++++ DATA FOR REVIEW ++++
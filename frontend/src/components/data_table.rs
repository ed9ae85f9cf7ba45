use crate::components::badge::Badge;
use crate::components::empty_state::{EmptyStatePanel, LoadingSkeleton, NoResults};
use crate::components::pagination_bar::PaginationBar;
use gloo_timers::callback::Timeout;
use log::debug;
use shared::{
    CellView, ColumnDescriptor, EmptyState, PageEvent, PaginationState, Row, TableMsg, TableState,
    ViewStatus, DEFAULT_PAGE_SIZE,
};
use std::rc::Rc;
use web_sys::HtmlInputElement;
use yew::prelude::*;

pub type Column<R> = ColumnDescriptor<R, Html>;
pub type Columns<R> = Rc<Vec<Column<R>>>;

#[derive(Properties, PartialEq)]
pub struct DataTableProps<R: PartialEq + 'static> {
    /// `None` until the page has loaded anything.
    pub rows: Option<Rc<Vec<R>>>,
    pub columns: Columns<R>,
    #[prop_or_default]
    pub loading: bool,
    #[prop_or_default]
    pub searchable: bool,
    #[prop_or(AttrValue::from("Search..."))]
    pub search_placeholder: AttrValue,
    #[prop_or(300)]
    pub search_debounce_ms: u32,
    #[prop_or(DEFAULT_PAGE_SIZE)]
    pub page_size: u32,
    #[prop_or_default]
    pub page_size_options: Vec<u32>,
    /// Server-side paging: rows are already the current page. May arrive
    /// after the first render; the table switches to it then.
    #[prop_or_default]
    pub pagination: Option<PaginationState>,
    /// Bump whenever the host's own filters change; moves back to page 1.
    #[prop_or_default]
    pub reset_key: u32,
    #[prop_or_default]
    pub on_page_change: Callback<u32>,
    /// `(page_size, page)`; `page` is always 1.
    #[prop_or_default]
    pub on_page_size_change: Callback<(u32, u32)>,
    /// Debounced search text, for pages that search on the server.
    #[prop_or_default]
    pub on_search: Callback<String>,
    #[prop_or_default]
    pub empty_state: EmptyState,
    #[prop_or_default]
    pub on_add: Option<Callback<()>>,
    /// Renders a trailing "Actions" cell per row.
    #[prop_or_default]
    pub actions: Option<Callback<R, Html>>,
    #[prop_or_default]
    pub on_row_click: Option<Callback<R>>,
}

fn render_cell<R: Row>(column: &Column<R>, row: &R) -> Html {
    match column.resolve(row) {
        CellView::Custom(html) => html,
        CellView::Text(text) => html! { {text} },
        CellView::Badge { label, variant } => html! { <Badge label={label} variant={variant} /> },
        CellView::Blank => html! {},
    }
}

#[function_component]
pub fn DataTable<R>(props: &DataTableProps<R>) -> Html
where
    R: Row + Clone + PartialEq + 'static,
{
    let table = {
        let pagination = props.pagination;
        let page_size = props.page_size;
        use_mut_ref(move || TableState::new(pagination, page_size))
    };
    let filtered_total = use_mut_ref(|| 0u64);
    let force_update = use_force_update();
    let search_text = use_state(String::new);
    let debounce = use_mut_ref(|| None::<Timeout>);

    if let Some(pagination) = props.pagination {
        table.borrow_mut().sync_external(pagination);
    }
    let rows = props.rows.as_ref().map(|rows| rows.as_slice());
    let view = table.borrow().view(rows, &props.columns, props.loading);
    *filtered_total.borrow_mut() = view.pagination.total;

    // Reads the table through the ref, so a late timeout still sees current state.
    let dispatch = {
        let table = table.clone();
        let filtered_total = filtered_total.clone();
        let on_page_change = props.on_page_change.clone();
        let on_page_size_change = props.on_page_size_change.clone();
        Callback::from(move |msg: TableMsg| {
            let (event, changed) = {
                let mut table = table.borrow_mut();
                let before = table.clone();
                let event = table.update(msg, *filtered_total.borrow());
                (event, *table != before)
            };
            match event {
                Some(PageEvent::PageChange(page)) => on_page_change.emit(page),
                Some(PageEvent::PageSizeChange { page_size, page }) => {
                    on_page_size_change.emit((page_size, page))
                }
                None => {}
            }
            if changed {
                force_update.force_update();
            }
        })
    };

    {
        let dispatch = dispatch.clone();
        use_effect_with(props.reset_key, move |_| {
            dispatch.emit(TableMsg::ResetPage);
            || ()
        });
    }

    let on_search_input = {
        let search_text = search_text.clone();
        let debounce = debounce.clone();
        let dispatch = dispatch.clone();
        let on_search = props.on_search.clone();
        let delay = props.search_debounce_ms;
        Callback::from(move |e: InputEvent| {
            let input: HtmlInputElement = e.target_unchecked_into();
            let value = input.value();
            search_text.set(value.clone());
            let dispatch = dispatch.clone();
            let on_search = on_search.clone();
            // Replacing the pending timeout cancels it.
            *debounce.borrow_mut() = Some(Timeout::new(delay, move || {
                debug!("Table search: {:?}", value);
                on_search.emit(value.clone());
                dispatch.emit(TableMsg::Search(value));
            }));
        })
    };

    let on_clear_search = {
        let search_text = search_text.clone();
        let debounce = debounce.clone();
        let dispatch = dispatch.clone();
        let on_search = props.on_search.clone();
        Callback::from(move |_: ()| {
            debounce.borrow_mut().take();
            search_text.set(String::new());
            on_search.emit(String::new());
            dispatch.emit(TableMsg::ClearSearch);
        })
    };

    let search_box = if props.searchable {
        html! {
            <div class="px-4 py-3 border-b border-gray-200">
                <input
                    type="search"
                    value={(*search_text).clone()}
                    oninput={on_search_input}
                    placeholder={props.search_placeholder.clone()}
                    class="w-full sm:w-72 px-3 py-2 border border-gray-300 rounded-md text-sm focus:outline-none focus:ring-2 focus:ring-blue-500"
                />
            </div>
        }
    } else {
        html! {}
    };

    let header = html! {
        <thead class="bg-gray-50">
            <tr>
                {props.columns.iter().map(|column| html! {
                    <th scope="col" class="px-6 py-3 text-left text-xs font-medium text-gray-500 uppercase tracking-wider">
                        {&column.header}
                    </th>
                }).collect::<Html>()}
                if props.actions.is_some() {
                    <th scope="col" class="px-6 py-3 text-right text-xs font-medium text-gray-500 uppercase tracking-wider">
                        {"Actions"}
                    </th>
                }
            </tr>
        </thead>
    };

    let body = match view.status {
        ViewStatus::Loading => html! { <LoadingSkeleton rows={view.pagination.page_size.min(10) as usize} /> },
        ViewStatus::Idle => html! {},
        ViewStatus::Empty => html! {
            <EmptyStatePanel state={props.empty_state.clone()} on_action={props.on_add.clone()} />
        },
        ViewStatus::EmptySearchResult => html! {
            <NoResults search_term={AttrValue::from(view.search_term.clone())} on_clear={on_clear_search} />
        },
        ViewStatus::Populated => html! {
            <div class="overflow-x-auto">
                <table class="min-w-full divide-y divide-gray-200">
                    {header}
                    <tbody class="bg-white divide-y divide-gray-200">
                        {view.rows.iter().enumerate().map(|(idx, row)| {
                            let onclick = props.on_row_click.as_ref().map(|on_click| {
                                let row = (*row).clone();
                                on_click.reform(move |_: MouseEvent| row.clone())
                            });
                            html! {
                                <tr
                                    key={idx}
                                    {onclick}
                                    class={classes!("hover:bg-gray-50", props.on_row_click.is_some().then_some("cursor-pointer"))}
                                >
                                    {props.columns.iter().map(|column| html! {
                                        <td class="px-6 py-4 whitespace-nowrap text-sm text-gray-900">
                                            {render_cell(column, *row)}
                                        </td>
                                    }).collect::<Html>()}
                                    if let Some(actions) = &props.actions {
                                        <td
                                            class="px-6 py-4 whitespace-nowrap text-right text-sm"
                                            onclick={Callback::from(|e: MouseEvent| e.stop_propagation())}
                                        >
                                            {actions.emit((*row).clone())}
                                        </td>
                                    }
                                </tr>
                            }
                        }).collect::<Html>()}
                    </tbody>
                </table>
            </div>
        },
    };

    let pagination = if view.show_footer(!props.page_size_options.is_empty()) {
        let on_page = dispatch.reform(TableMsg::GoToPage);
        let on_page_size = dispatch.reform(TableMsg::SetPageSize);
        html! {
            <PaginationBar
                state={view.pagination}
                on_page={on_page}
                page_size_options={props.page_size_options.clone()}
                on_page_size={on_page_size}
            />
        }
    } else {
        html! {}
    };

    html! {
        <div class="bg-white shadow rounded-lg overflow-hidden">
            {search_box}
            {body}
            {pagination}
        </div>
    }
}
++++
### TASK
Copy the lines from the entries above in which the word "class" appears.

### ANSWER SPACE
            <div class="px-4 py-3 border-b border-gray-200">
                    class="w-full sm:w-72 px-3 py-2 border border-gray-300 rounded-md text-sm focus:outline-none focus:ring-2 focus:ring-blue-500"
        <thead class="bg-gray-50">
                    <th scope="col" class="px-6 py-3 text-left text-xs font-medium text-gray-500 uppercase tracking-wider">
                    <th scope="col" class="px-6 py-3 text-right text-xs font-medium text-gray-500 uppercase tracking-wider">
            <div class="overflow-x-auto">
                <table class="min-w-full divide-y divide-gray-200">
                    <tbody class="bg-white divide-y divide-gray-200">
                                    class={classes!("hover:bg-gray-50", props.on_row_click.is_some().then_some("cursor-pointer"))}
                                        <td class="px-6 py-4 whitespace-nowrap text-sm text-gray-900">
                                            class="px-6 py-4 whitespace-nowrap text-right text-sm"
        <div class="bg-white shadow rounded-lg overflow-hidden">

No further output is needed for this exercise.